Department of Hematology, Xiangya Hospital, Central South University, Changsha, China.
National Clinical Research Center for Geriatric Disorders, Xiangya Hospital, Central South University, Changsha, China.
Cancer Med. 2024 Jun;13(11):e7356. doi: 10.1002/cam4.7356.

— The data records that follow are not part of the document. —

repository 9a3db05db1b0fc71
use shoplist_core::{ItemRepository, MemoryItemStore, SqliteItemStore};

#[test]
fn add_preserves_insertion_order() {
    let repo = ItemRepository::new(MemoryItemStore::new());

    repo.add("Milk").unwrap();
    repo.add("Eggs").unwrap();
    repo.add("Bread").unwrap();

    assert_eq!(repo.list().unwrap(), ["Milk", "Eggs", "Bread"]);
}

#[test]
fn exists_is_exact_and_case_sensitive() {
    let repo = ItemRepository::new(MemoryItemStore::new());
    repo.add("Milk").unwrap();

    assert!(repo.exists("Milk").unwrap());
    assert!(!repo.exists("milk").unwrap());
    assert!(!repo.exists("Mil").unwrap());
}

#[test]
fn add_then_exists_then_remove_then_absent() {
    let repo = ItemRepository::new(MemoryItemStore::new());

    repo.add("Eggs").unwrap();
    assert!(repo.exists("Eggs").unwrap());

    repo.remove("Eggs").unwrap();
    assert!(!repo.exists("Eggs").unwrap());
    assert!(repo.list().unwrap().is_empty());
}

#[test]
fn remove_drops_all_matching_occurrences() {
    let repo = ItemRepository::new(MemoryItemStore::new());

    // Duplicates can exist legitimately; the edit path never dedups.
    repo.add("Milk").unwrap();
    repo.add("Eggs").unwrap();
    repo.add("Milk").unwrap();

    repo.remove("Milk").unwrap();
    assert_eq!(repo.list().unwrap(), ["Eggs"]);
}

#[test]
fn remove_of_absent_name_is_a_noop() {
    let repo = ItemRepository::new(MemoryItemStore::new());
    repo.add("Milk").unwrap();

    repo.remove("Cheese").unwrap();
    assert_eq!(repo.list().unwrap(), ["Milk"]);
}

#[test]
fn clear_empties_the_list() {
    let repo = ItemRepository::new(MemoryItemStore::new());
    repo.add("Milk").unwrap();
    repo.add("Eggs").unwrap();

    repo.clear().unwrap();
    assert!(repo.list().unwrap().is_empty());
}

#[test]
fn sqlite_backed_repository_behaves_like_memory_backed() {
    let repo = ItemRepository::new(SqliteItemStore::open_in_memory().unwrap());

    repo.add("Milk").unwrap();
    repo.add("Eggs").unwrap();
    assert_eq!(repo.list().unwrap(), ["Milk", "Eggs"]);
    assert!(repo.exists("Milk").unwrap());

    repo.remove("Milk").unwrap();
    assert_eq!(repo.list().unwrap(), ["Eggs"]);

    repo.clear().unwrap();
    assert!(repo.list().unwrap().is_empty());
}
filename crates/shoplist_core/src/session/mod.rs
//! Interaction session orchestrating repository, view and UI state.
//!
//! # Responsibility
//! - Translate user interactions into repository + view mutations.
//! - Hold the Normal/Editing state machine and the pending-remove prompt.
//!
//! # Invariants
//! - Every mutating operation ends with a reconcile pass.
//! - Rejected submissions leave repository, view and mode untouched.

pub mod list_session;
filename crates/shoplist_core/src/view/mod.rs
//! List view state reflected by the rendering front end.
//!
//! # Responsibility
//! - Own the ordered row collection the UI draws each frame.
//! - Track per-row editing and filter visibility flags.
//!
//! # Invariants
//! - Row order mirrors the persisted item order, except for the transient
//!   window inside a single session operation.
//! - At most one row carries the editing mark at any time.

pub mod list_view;
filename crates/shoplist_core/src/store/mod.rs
//! Item storage adapters and persistence contracts.
//!
//! # Responsibility
//! - Define the key-value persistence boundary for the item list.
//! - Encode/decode the item sequence as a JSON array of strings.
//!
//! # Invariants
//! - The whole item list is stored under the single key [`ITEMS_KEY`].
//! - An absent value loads as an empty sequence.
//! - A malformed persisted value loads as an empty sequence (recovered
//!   locally and logged; never surfaced to callers as an error).

use crate::db::DbError;
use log::warn;
use std::error::Error;
use std::fmt::{Display, Formatter};

pub mod memory_store;
pub mod sqlite_store;

/// Storage key holding the serialized item list.
pub const ITEMS_KEY: &str = "items";

pub type StoreResult<T> = Result<T, StoreError>;

/// Storage-layer error for persistence and serialization failures.
#[derive(Debug)]
pub enum StoreError {
    Db(DbError),
    Serialize(String),
}

impl Display for StoreError {
    fn fmt(&self, f: &mut Formatter<'_>) -> std::fmt::Result {
        match self {
            Self::Db(err) => write!(f, "{err}"),
            Self::Serialize(message) => write!(f, "failed to serialize item list: {message}"),
        }
    }
}

impl Error for StoreError {
    fn source(&self) -> Option<&(dyn Error + 'static)> {
        match self {
            Self::Db(err) => Some(err),
            Self::Serialize(_) => None,
        }
    }
}

impl From<DbError> for StoreError {
    fn from(value: DbError) -> Self {
        Self::Db(value)
    }
}

impl From<rusqlite::Error> for StoreError {
    fn from(value: rusqlite::Error) -> Self {
        Self::Db(DbError::Sqlite(value))
    }
}

/// Persistence boundary for the item list.
///
/// Implementations hold exactly one value: the full, ordered item sequence.
/// The repository layer is written against this trait so tests can inject
/// [`memory_store::MemoryItemStore`] instead of a real database.
pub trait ItemStore {
    /// Returns the persisted item sequence, or an empty sequence when no
    /// value exists yet or the stored payload fails to parse.
    fn load(&self) -> StoreResult<Vec<String>>;

    /// Serializes and persists the full sequence, overwriting any prior value.
    fn save(&self, items: &[String]) -> StoreResult<()>;

    /// Removes the persisted value entirely.
    fn clear(&self) -> StoreResult<()>;
}

/// Encodes the item sequence as a JSON array of strings.
pub(crate) fn encode_items(items: &[String]) -> StoreResult<String> {
    serde_json::to_string(items).map_err(|err| StoreError::Serialize(err.to_string()))
}

/// Decodes a persisted payload, treating malformed data as absent.
pub(crate) fn decode_items(raw: &str) -> Vec<String> {
    match serde_json::from_str::<Vec<String>>(raw) {
        Ok(items) => items,
        Err(err) => {
            warn!(
                "event=items_decode module=store status=recovered reason=malformed_payload error={err}"
            );
            Vec::new()
        }
    }
}
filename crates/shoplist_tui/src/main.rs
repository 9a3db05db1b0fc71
//! Terminal front end for the shoplist shopping-list manager.
//!
//! # Responsibility
//! - Bootstrap logging, storage and the core session.
//! - Own the terminal lifecycle; delegate all list decisions to core.

use color_eyre::eyre::eyre;
use shoplist_core::{default_log_level, init_logging, ListSession, SqliteItemStore};
use std::env;
use std::path::PathBuf;

use crate::app::App;

pub mod app;
pub mod event;
pub mod popup;
pub mod ui;

const DB_FILE_NAME: &str = "shoplist.sqlite3";

fn main() -> color_eyre::Result<()> {
    color_eyre::install()?;

    let data_dir = data_dir()?;
    std::fs::create_dir_all(&data_dir)?;

    let level = env::var("SHOPLIST_LOG_LEVEL").unwrap_or_else(|_| default_log_level().to_string());
    let log_dir = data_dir.join("logs");
    let log_dir = log_dir
        .to_str()
        .ok_or_else(|| eyre!("data directory path is not valid UTF-8"))?;
    init_logging(&level, log_dir).map_err(|message| eyre!(message))?;

    let store = SqliteItemStore::open(data_dir.join(DB_FILE_NAME))?;
    let session = ListSession::open(store)?;
    log::info!(
        "event=tui_start module=tui status=ok core_version={}",
        shoplist_core::core_version()
    );

    let terminal = ratatui::init();
    let result = App::new(session).run(terminal);
    ratatui::restore();
    log::info!("event=tui_stop module=tui status=ok");
    result
}

/// Resolves the data directory: `SHOPLIST_DATA_DIR` wins, otherwise
/// `$HOME/.shoplist`.
fn data_dir() -> color_eyre::Result<PathBuf> {
    if let Some(dir) = env::var_os("SHOPLIST_DATA_DIR") {
        return Ok(PathBuf::from(dir));
    }
    let home = env::var_os("HOME")
        .ok_or_else(|| eyre!("HOME is not set; set SHOPLIST_DATA_DIR explicitly"))?;
    Ok(PathBuf::from(home).join(".shoplist"))
}
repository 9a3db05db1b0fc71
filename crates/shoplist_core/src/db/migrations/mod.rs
//! SQLite migration registry and executor.
//!
//! # Responsibility
//! - Register schema migrations in strictly increasing order.
//! - Apply pending migrations atomically.
//!
//! # Invariants
//! - `version` values must remain monotonic.
//! - Applied migration version is mirrored to `PRAGMA user_version`.

use crate::db::{DbError, DbResult};
use rusqlite::Connection;

#[derive(Debug, Clone, Copy)]
struct Migration {
    version: u32,
    sql: &'static str,
}

const MIGRATIONS: &[Migration] = &[Migration {
    version: 1,
    sql: include_str!("0001_init.sql"),
}];

/// Returns the latest migration version known by this binary.
pub fn latest_version() -> u32 {
    MIGRATIONS.last().map_or(0, |migration| migration.version)
}

/// Applies all pending migrations on the provided connection.
pub fn apply_migrations(conn: &mut Connection) -> DbResult<()> {
    let current_version = current_user_version(conn)?;
    let latest = latest_version();

    if current_version > latest {
        return Err(DbError::UnsupportedSchemaVersion {
            db_version: current_version,
            latest_supported: latest,
        });
    }

    if current_version == latest {
        return Ok(());
    }

    let tx = conn.transaction()?;
    for migration in MIGRATIONS {
        if migration.version <= current_version {
            continue;
        }

        tx.execute_batch(migration.sql)?;
        tx.execute_batch(&format!("PRAGMA user_version = {};", migration.version))?;
    }
    tx.commit()?;

    Ok(())
}

fn current_user_version(conn: &Connection) -> DbResult<u32> {
    let version = conn.query_row("PRAGMA user_version;", [], |row| row.get::<_, u32>(0))?;
    Ok(version)
}
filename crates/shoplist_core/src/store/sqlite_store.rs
//! SQLite-backed item store.
//!
//! # Responsibility
//! - Persist the item list under the `kv` table, key `"items"`.
//! - Keep SQL details inside the core persistence boundary.
//!
//! # Invariants
//! - `save` fully overwrites the prior value in one statement.
//! - Read paths recover malformed payloads as empty instead of failing.

use super::{decode_items, encode_items, ItemStore, StoreResult, ITEMS_KEY};
use crate::db::{open_db, open_db_in_memory, DbResult};
use rusqlite::{params, Connection, OptionalExtension};
use std::path::Path;

/// Item store backed by a migrated SQLite connection.
pub struct SqliteItemStore {
    conn: Connection,
}

impl SqliteItemStore {
    /// Opens (or creates) the database file at `path` and applies migrations.
    pub fn open(path: impl AsRef<Path>) -> DbResult<Self> {
        Ok(Self {
            conn: open_db(path)?,
        })
    }

    /// Opens a fresh in-memory database, mainly for tests.
    pub fn open_in_memory() -> DbResult<Self> {
        Ok(Self {
            conn: open_db_in_memory()?,
        })
    }

    /// Wraps an already-bootstrapped connection.
    pub fn from_connection(conn: Connection) -> Self {
        Self { conn }
    }
}

impl ItemStore for SqliteItemStore {
    fn load(&self) -> StoreResult<Vec<String>> {
        let raw: Option<String> = self
            .conn
            .query_row(
                "SELECT value FROM kv WHERE key = ?1;",
                [ITEMS_KEY],
                |row| row.get(0),
            )
            .optional()?;

        Ok(raw.as_deref().map(decode_items).unwrap_or_default())
    }

    fn save(&self, items: &[String]) -> StoreResult<()> {
        let payload = encode_items(items)?;
        self.conn.execute(
            "INSERT INTO kv (key, value) VALUES (?1, ?2)
             ON CONFLICT(key) DO UPDATE SET
                value = excluded.value,
                updated_at = (strftime('%s', 'now') * 1000);",
            params![ITEMS_KEY, payload],
        )?;
        Ok(())
    }

    fn clear(&self) -> StoreResult<()> {
        self.conn
            .execute("DELETE FROM kv WHERE key = ?1;", [ITEMS_KEY])?;
        Ok(())
    }
}
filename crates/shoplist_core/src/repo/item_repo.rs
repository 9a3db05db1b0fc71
//! Item repository over an injected store.
//!
//! # Responsibility
//! - Provide stable list/exists/add/remove/clear APIs over the item list.
//! - Keep read-modify-write sequences within single calls.
//!
//! # Invariants
//! - `add` appends; insertion order is preserved by every operation.
//! - `remove` drops *all* entries equal to the given name. The list may
//!   legitimately contain duplicates produced via the edit path, and those
//!   fall together.

use crate::store::{ItemStore, StoreResult};
use log::info;

/// Repository wrapping an [`ItemStore`] with item-list semantics.
pub struct ItemRepository<S: ItemStore> {
    store: S,
}

impl<S: ItemStore> ItemRepository<S> {
    /// Creates a repository using the provided store implementation.
    pub fn new(store: S) -> Self {
        Self { store }
    }

    /// Returns all item names in insertion order.
    pub fn list(&self) -> StoreResult<Vec<String>> {
        self.store.load()
    }

    /// Returns whether `name` is present, using exact string equality.
    pub fn exists(&self, name: &str) -> StoreResult<bool> {
        Ok(self.store.load()?.iter().any(|item| item == name))
    }

    /// Appends `name` and persists. No validation at this layer.
    pub fn add(&self, name: &str) -> StoreResult<()> {
        let mut items = self.store.load()?;
        items.push(name.to_string());
        self.store.save(&items)?;
        info!(
            "event=item_add module=repo status=ok count={}",
            items.len()
        );
        Ok(())
    }

    /// Removes all entries equal to `name` and persists.
    pub fn remove(&self, name: &str) -> StoreResult<()> {
        let mut items = self.store.load()?;
        items.retain(|item| item != name);
        self.store.save(&items)?;
        info!(
            "event=item_remove module=repo status=ok count={}",
            items.len()
        );
        Ok(())
    }

    /// Drops the persisted value entirely.
    pub fn clear(&self) -> StoreResult<()> {
        self.store.clear()?;
        info!("event=item_clear module=repo status=ok");
        Ok(())
    }
}
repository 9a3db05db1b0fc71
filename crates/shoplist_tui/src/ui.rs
use ratatui::{
    buffer::Buffer,
    layout::{Constraint, Layout, Rect},
    style::{Color, Modifier, Style, Stylize},
    text::Line,
    widgets::{Block, BorderType, List, ListItem, ListState, Paragraph, StatefulWidget, Widget},
};
use shoplist_core::{ItemStore, SubmitMode};

use crate::app::{App, Focus};

const EDITING_COLOR: Color = Color::Green;

impl<S: ItemStore> Widget for &App<S> {
    fn render(self, area: Rect, buf: &mut Buffer) {
        let controls = self.session.ui().controls_visible;

        let mut constraints = vec![Constraint::Length(3), Constraint::Min(1)];
        if controls {
            constraints.push(Constraint::Length(3));
        }
        constraints.push(Constraint::Length(1));
        let areas = Layout::vertical(constraints).split(area);

        render_input(self, areas[0], buf);
        render_list(self, areas[1], buf);
        if controls {
            render_filter(self, areas[2], buf);
        }
        render_footer(self, areas[areas.len() - 1], buf);

        (&self.popup).render(area, buf);
    }
}

fn render_input<S: ItemStore>(app: &App<S>, area: Rect, buf: &mut Buffer) {
    let (title, accent) = match app.session.ui().submit_mode {
        SubmitMode::Add => (" Add Item ", Color::Reset),
        SubmitMode::Update => (" Update Item ", EDITING_COLOR),
    };

    let mut text = app.session.input().to_string();
    if app.focus == Focus::Input && !app.popup.is_open() {
        text.push('_');
    }

    Paragraph::new(text)
        .block(
            Block::bordered()
                .title(title)
                .border_type(BorderType::Rounded)
                .border_style(focus_style(app.focus == Focus::Input).fg(accent)),
        )
        .render(area, buf);
}

fn render_list<S: ItemStore>(app: &App<S>, area: Rect, buf: &mut Buffer) {
    let items: Vec<ListItem> = app
        .session
        .view()
        .rows()
        .iter()
        .filter(|row| row.visible)
        .map(|row| {
            let line = if row.editing {
                Line::styled(
                    row.name.clone(),
                    Style::default()
                        .fg(EDITING_COLOR)
                        .add_modifier(Modifier::ITALIC),
                )
            } else {
                Line::raw(row.name.clone())
            };
            ListItem::new(line)
        })
        .collect();

    let title = format!(" Shopping List ({}) ", app.session.view().visible_len());
    let list = List::new(items)
        .block(
            Block::bordered()
                .title(title)
                .border_type(BorderType::Rounded)
                .border_style(focus_style(app.focus == Focus::List)),
        )
        .highlight_symbol("> ")
        .highlight_style(Style::default().add_modifier(Modifier::REVERSED));

    let mut state = ListState::default().with_selected(app.selected_visible_index());
    StatefulWidget::render(list, area, buf, &mut state);
}

fn render_filter<S: ItemStore>(app: &App<S>, area: Rect, buf: &mut Buffer) {
    let mut text = app.session.filter().to_string();
    if app.focus == Focus::Filter && !app.popup.is_open() {
        text.push('_');
    }

    Paragraph::new(text)
        .block(
            Block::bordered()
                .title(" Filter Items ")
                .border_type(BorderType::Rounded)
                .border_style(focus_style(app.focus == Focus::Filter)),
        )
        .render(area, buf);
}

fn render_footer<S: ItemStore>(app: &App<S>, area: Rect, buf: &mut Buffer) {
    let hints = match app.focus {
        Focus::Input => "enter submit · tab focus list · esc reset",
        Focus::List => "enter edit · d remove · ^k clear all · tab focus · q quit",
        Focus::Filter => "type to filter · tab focus input · esc reset",
    };
    Paragraph::new(hints).dim().render(area, buf);
}

fn focus_style(focused: bool) -> Style {
    if focused {
        Style::default().add_modifier(Modifier::BOLD)
    } else {
        Style::default()
    }
}
//! Core logging bootstrap and safety policy.
//!
//! # Responsibility
//! - Initialize file-based rolling logs exactly once per process.
//! - Emit stable, metadata-only diagnostic events from core.
//!
//! # Invariants
//! - Logging init is idempotent for the same level and directory.
//! - Logging initialization must not panic.
//! - Re-initialization with a different level or directory is rejected.

use flexi_logger::{Cleanup, Criterion, FileSpec, Logger, LoggerHandle, Naming, WriteMode};
use log::{error, info};
use once_cell::sync::OnceCell;
use std::path::{Path, PathBuf};

const LOG_FILE_BASENAME: &str = "shoplist";
const MAX_LOG_FILE_SIZE_BYTES: u64 = 5 * 1024 * 1024;
const MAX_LOG_FILES: usize = 3;
const MAX_PANIC_PAYLOAD_CHARS: usize = 160;

static LOGGING_STATE: OnceCell<LoggingState> = OnceCell::new();
static PANIC_HOOK_INSTALLED: OnceCell<()> = OnceCell::new();

struct LoggingState {
    level: &'static str,
    log_dir: PathBuf,
    _logger: LoggerHandle,
}

/// Initializes core logging with level and directory.
///
/// Returns `Ok(())` when logging is active, or a human-readable error string
/// when initialization fails.
///
/// # Invariants
/// - Calling this function repeatedly with the same config is idempotent.
/// - Reconfiguration with a different `level` or `log_dir` is rejected.
/// - Initialization never panics.
///
/// # Errors
/// - Returns an error when `level` is unsupported.
/// - Returns an error when `log_dir` is empty, non-absolute, or cannot be created.
/// - Returns an error when logger backend setup fails.
pub fn init_logging(level: &str, log_dir: &str) -> Result<(), String> {
    let normalized_level = normalize_level(level)?;
    let normalized_dir = normalize_log_dir(log_dir)?;

    let state = LOGGING_STATE.get_or_try_init(|| -> Result<LoggingState, String> {
        std::fs::create_dir_all(&normalized_dir).map_err(|err| {
            format!(
                "failed to create log directory `{}`: {err}",
                normalized_dir.display()
            )
        })?;

        let logger = Logger::try_with_str(normalized_level)
            .map_err(|err| format!("invalid log level `{normalized_level}`: {err}"))?
            .log_to_file(
                FileSpec::default()
                    .directory(normalized_dir.as_path())
                    .basename(LOG_FILE_BASENAME),
            )
            .rotate(
                Criterion::Size(MAX_LOG_FILE_SIZE_BYTES),
                Naming::Numbers,
                Cleanup::KeepLogFiles(MAX_LOG_FILES),
            )
            .write_mode(WriteMode::BufferAndFlush)
            .append()
            .format_for_files(flexi_logger::detailed_format)
            .start()
            .map_err(|err| format!("failed to start logger: {err}"))?;

        install_panic_hook_once();

        info!(
            "event=app_start module=core status=ok platform={} version={}",
            std::env::consts::OS,
            env!("CARGO_PKG_VERSION")
        );

        Ok(LoggingState {
            level: normalized_level,
            log_dir: normalized_dir.clone(),
            _logger: logger,
        })
    })?;

    if state.log_dir != normalized_dir {
        return Err(format!(
            "logging already initialized at `{}`; refusing to switch to `{}`",
            state.log_dir.display(),
            normalized_dir.display()
        ));
    }
    if state.level != normalized_level {
        return Err(format!(
            "logging already initialized with level `{}`; refusing to switch to `{}`",
            state.level, normalized_level
        ));
    }

    Ok(())
}

/// Returns active logging status metadata.
///
/// Returns `None` when logging has not been initialized, and
/// `(level, log_dir)` when logging is active.
pub fn logging_status() -> Option<(&'static str, PathBuf)> {
    LOGGING_STATE
        .get()
        .map(|state| (state.level, state.log_dir.clone()))
}

/// Returns the default log level for current build mode.
pub fn default_log_level() -> &'static str {
    if cfg!(debug_assertions) {
        "debug"
    } else {
        "info"
    }
}

fn normalize_level(level: &str) -> Result<&'static str, String> {
    match level.trim().to_ascii_lowercase().as_str() {
        "trace" => Ok("trace"),
        "debug" => Ok("debug"),
        "info" => Ok("info"),
        "warn" | "warning" => Ok("warn"),
        "error" => Ok("error"),
        other => Err(format!(
            "unsupported log level `{other}`; expected trace|debug|info|warn|error"
        )),
    }
}

fn normalize_log_dir(log_dir: &str) -> Result<PathBuf, String> {
    let trimmed = log_dir.trim();
    if trimmed.is_empty() {
        return Err("log_dir cannot be empty".to_string());
    }
    let path = Path::new(trimmed);
    if !path.is_absolute() {
        return Err(format!("log_dir must be an absolute path, got `{trimmed}`"));
    }
    Ok(path.to_path_buf())
}

fn install_panic_hook_once() {
    if PANIC_HOOK_INSTALLED.get().is_some() {
        return;
    }

    let previous_hook = std::panic::take_hook();
    std::panic::set_hook(Box::new(move |panic_info| {
        let location = panic_info
            .location()
            .map(|loc| format!("{}:{}", loc.file(), loc.line()))
            .unwrap_or_else(|| "unknown".to_string());
        let payload = panic_payload_summary(panic_info);
        error!(
            "event=panic_captured module=core status=error location={} payload={}",
            location, payload
        );
        previous_hook(panic_info);
    }));

    let _ = PANIC_HOOK_INSTALLED.set(());
}

fn panic_payload_summary(info: &std::panic::PanicHookInfo<'_>) -> String {
    let payload = if let Some(message) = info.payload().downcast_ref::<&str>() {
        (*message).to_string()
    } else if let Some(message) = info.payload().downcast_ref::<String>() {
        message.clone()
    } else {
        "non-string panic payload".to_string()
    };

    sanitize_message(&payload, MAX_PANIC_PAYLOAD_CHARS)
}

fn sanitize_message(value: &str, max_chars: usize) -> String {
    let normalized = value.replace(['\n', '\r'], " ");
    let mut truncated = normalized.chars().take(max_chars).collect::<String>();
    if normalized.chars().count() > max_chars {
        truncated.push_str("...");
    }
    truncated
}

Multiple myeloma (MM) is the leading indication of autologous hematopoietic stem cell transplantation. The aim of this study was to determine the incidence of mobilization failure and characterize the risk factors associated with poor mobilization (PM) of MM patients in novel therapies era.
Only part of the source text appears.